■ Raw data ■

»»

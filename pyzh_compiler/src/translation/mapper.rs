//! Keyword substitution over single tokens

use crate::grammar::KeywordTable;
use crate::tokens::Token;

/// Output text for `token`: the canonical keyword when the token is an
/// identifier spelled exactly like a table key, the token's own text otherwise.
pub fn substitute<'a>(token: &'a Token, table: &'a KeywordTable) -> &'a str {
    if token.is_identifier() {
        if let Some(canonical) = table.get(&token.text) {
            return canonical;
        }
    }
    &token.text
}

/// True if `substitute` would rewrite `token`
pub fn is_substituted(token: &Token, table: &KeywordTable) -> bool {
    token.is_identifier() && table.contains(&token.text)
}

#[cfg(test)]
mod tests {
    use super::*;
    use crate::tokens::TokenCategory;

    #[test]
    fn test_identifier_in_table_is_replaced() {
        let table = KeywordTable::builtin();
        let token = Token::identifier("结果为");
        assert_eq!(substitute(&token, &table), "return");
        assert!(is_substituted(&token, &table));
    }

    #[test]
    fn test_only_whole_identifiers_match() {
        let table = KeywordTable::builtin();
        assert_eq!(substitute(&Token::identifier("若干"), &table), "若干");
        assert_eq!(substitute(&Token::identifier("x若"), &table), "x若");
    }

    #[test]
    fn test_non_identifiers_pass_through() {
        let table = KeywordTable::builtin();
        for token in [
            Token::new(TokenCategory::String, "'若'"),
            Token::new(TokenCategory::Comment, "# 若"),
            Token::new(TokenCategory::MultiLineString, "'''若\n否则'''"),
            Token::operator(":"),
            Token::space("  "),
        ] {
            assert_eq!(substitute(&token, &table), token.text);
            assert!(!is_substituted(&token, &table));
        }
    }

    #[test]
    fn test_canonical_text_is_a_fixed_point() {
        let table = KeywordTable::builtin();
        for (dialect, _) in table.iter() {
            let once = substitute(&Token::identifier(dialect), &table).to_string();
            let token = Token::identifier(once.as_str());
            let twice = substitute(&token, &table);
            assert_eq!(twice, once);
        }
    }

    #[test]
    fn test_lookup_is_case_sensitive() {
        let table = KeywordTable::from_entries([("Print", "print")]).unwrap();
        assert_eq!(substitute(&Token::identifier("print"), &table), "print");
        assert_eq!(substitute(&Token::identifier("PRINT"), &table), "PRINT");
    }
}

««

■ Your goal ■
What lines above hold the word "crate"? Pull each one out.

■ Result below ■
use crate::grammar::KeywordTable;
use crate::tokens::Token;
    use crate::tokens::TokenCategory;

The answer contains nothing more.